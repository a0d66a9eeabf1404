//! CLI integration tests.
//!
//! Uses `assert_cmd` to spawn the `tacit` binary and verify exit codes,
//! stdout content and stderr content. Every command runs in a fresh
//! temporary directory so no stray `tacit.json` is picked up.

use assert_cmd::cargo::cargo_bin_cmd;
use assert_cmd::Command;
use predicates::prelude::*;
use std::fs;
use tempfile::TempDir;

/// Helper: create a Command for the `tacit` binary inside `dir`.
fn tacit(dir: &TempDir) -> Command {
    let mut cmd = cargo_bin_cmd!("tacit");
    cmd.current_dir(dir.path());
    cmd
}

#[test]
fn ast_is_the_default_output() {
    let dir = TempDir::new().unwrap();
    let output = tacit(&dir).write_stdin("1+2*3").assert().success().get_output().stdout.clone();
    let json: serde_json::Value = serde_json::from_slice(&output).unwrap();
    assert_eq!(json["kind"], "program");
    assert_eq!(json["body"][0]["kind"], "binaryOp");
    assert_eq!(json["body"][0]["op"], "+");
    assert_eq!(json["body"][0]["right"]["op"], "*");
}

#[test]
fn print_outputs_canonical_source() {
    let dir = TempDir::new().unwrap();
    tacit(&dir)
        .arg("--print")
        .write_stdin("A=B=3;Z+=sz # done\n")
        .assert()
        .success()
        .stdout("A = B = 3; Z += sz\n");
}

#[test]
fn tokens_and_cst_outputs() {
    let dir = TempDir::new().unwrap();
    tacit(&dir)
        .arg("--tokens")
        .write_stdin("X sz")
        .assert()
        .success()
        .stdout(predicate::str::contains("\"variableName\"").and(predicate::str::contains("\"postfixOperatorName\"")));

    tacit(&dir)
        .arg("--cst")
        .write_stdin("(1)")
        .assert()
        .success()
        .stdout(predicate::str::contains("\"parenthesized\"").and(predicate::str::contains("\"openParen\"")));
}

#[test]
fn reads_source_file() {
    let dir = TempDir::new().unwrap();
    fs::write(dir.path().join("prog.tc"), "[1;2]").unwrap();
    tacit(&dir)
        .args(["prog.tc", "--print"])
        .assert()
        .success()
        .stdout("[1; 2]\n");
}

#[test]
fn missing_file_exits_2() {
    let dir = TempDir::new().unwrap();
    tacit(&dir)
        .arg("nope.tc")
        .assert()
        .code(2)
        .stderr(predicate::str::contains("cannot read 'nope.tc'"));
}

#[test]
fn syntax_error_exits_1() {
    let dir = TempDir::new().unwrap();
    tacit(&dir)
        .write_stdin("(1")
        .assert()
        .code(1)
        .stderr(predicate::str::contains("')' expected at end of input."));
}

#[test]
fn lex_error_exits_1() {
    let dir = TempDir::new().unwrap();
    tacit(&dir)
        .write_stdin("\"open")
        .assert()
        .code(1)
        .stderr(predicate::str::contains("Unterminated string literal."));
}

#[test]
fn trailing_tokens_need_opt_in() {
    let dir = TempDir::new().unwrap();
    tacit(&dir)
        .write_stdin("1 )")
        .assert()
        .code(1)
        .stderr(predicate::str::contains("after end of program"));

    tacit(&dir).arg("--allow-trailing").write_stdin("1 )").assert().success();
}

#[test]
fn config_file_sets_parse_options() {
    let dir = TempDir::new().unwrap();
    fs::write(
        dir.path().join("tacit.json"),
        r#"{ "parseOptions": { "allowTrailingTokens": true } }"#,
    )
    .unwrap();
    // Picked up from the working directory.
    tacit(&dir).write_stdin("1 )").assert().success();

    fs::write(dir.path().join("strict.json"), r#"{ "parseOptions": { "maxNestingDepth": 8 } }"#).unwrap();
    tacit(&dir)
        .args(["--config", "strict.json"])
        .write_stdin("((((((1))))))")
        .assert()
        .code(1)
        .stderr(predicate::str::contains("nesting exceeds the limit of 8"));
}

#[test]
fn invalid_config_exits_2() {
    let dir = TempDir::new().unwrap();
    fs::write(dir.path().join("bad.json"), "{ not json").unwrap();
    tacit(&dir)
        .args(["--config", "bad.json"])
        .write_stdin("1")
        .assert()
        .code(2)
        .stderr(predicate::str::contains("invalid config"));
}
- - - -
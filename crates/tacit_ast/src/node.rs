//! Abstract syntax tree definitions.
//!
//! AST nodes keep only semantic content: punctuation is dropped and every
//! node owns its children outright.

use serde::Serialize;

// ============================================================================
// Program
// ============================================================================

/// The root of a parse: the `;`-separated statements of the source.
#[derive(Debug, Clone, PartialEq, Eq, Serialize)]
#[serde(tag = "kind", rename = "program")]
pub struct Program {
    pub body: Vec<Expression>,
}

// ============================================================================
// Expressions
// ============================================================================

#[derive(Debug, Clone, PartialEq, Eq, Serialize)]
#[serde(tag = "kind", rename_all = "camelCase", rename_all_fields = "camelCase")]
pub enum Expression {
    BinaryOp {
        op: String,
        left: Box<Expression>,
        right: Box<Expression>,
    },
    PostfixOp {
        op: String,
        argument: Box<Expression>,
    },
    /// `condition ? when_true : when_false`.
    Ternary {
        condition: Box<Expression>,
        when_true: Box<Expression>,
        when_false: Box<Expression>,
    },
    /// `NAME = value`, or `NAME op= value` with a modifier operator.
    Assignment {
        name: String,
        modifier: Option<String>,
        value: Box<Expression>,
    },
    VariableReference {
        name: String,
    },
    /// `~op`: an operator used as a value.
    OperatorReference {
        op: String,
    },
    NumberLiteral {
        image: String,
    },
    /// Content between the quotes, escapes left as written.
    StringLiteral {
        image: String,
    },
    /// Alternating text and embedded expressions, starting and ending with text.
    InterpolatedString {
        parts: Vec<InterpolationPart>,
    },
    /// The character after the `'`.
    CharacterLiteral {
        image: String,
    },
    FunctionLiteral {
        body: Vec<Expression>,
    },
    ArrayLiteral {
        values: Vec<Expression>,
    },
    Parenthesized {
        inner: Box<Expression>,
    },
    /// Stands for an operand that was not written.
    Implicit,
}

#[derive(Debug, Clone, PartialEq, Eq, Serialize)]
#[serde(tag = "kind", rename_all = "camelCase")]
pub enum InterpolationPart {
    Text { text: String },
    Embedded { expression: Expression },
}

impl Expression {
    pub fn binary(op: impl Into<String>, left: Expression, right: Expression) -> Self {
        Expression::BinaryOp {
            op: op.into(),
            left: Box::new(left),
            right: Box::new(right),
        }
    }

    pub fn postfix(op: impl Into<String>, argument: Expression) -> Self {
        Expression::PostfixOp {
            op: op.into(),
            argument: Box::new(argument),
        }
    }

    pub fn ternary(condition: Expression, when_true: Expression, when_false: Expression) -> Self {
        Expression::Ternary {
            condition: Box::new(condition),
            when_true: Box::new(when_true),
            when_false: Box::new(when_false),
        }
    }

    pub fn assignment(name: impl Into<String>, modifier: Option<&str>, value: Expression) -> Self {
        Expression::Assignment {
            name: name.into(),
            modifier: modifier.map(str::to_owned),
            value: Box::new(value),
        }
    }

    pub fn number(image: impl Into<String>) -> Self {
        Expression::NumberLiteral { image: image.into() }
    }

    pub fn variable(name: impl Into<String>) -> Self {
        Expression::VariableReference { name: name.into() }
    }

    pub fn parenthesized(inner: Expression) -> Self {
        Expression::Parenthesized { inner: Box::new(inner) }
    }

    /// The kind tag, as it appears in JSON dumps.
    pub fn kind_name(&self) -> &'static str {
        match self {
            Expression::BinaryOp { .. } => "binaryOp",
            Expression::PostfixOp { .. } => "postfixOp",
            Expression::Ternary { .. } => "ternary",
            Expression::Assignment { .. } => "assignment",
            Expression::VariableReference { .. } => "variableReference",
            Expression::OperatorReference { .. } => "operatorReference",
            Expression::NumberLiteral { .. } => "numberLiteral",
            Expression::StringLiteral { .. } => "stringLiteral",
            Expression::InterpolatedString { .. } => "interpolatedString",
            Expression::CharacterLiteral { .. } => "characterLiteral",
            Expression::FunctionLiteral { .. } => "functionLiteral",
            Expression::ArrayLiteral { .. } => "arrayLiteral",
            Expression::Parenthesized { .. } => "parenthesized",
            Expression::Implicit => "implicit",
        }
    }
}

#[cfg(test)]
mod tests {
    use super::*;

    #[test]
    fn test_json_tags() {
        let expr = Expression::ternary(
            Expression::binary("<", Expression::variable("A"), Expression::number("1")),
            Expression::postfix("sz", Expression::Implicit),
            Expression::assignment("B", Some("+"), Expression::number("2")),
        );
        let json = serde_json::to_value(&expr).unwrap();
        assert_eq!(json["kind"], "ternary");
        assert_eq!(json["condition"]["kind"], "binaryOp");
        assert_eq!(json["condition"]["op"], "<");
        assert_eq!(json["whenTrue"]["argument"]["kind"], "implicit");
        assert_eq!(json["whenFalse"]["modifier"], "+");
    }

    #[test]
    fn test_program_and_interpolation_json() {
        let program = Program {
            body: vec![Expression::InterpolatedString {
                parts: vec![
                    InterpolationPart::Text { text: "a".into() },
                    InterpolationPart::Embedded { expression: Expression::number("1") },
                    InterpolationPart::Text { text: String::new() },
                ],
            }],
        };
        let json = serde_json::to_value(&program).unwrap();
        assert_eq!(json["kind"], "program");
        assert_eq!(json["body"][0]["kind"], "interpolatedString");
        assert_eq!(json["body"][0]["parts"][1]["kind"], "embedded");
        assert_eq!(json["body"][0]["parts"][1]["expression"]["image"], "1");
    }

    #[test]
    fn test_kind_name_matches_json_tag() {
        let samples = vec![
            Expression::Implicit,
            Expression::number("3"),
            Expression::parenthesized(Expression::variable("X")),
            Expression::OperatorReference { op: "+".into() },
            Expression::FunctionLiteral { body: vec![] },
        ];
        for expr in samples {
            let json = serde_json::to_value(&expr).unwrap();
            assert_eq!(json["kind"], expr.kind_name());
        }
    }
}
- - - -
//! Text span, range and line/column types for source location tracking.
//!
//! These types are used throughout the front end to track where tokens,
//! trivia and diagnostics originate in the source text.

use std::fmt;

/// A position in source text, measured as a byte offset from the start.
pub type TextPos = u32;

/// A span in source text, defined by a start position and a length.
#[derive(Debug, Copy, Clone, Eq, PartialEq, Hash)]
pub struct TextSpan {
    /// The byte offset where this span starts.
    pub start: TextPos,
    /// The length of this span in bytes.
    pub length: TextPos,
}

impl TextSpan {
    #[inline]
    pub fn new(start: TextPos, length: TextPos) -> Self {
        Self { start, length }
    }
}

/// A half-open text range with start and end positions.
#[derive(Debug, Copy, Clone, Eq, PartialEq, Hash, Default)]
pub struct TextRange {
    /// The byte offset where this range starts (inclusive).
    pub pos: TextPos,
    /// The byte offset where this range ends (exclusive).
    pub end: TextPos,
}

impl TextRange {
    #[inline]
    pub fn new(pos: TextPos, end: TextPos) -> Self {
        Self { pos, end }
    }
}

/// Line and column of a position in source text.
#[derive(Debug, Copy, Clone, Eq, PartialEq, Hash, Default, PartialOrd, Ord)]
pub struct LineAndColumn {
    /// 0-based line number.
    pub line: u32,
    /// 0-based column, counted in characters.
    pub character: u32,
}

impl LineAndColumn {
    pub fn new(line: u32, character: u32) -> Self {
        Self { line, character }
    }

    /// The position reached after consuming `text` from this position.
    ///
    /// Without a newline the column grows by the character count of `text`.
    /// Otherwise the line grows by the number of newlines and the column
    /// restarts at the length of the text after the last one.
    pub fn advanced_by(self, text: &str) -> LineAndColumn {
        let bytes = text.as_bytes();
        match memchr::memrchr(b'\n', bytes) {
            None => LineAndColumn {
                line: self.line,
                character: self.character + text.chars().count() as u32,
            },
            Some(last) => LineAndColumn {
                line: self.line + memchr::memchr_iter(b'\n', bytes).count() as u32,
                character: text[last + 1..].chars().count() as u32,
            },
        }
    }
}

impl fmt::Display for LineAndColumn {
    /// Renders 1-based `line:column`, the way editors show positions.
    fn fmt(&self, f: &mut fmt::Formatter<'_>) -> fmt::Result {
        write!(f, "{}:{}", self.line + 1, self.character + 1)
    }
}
- - - -
### What is being asked
Extract every line from the records above that contains the word "enum".

### Written reply
pub enum Expression {
pub enum InterpolationPart {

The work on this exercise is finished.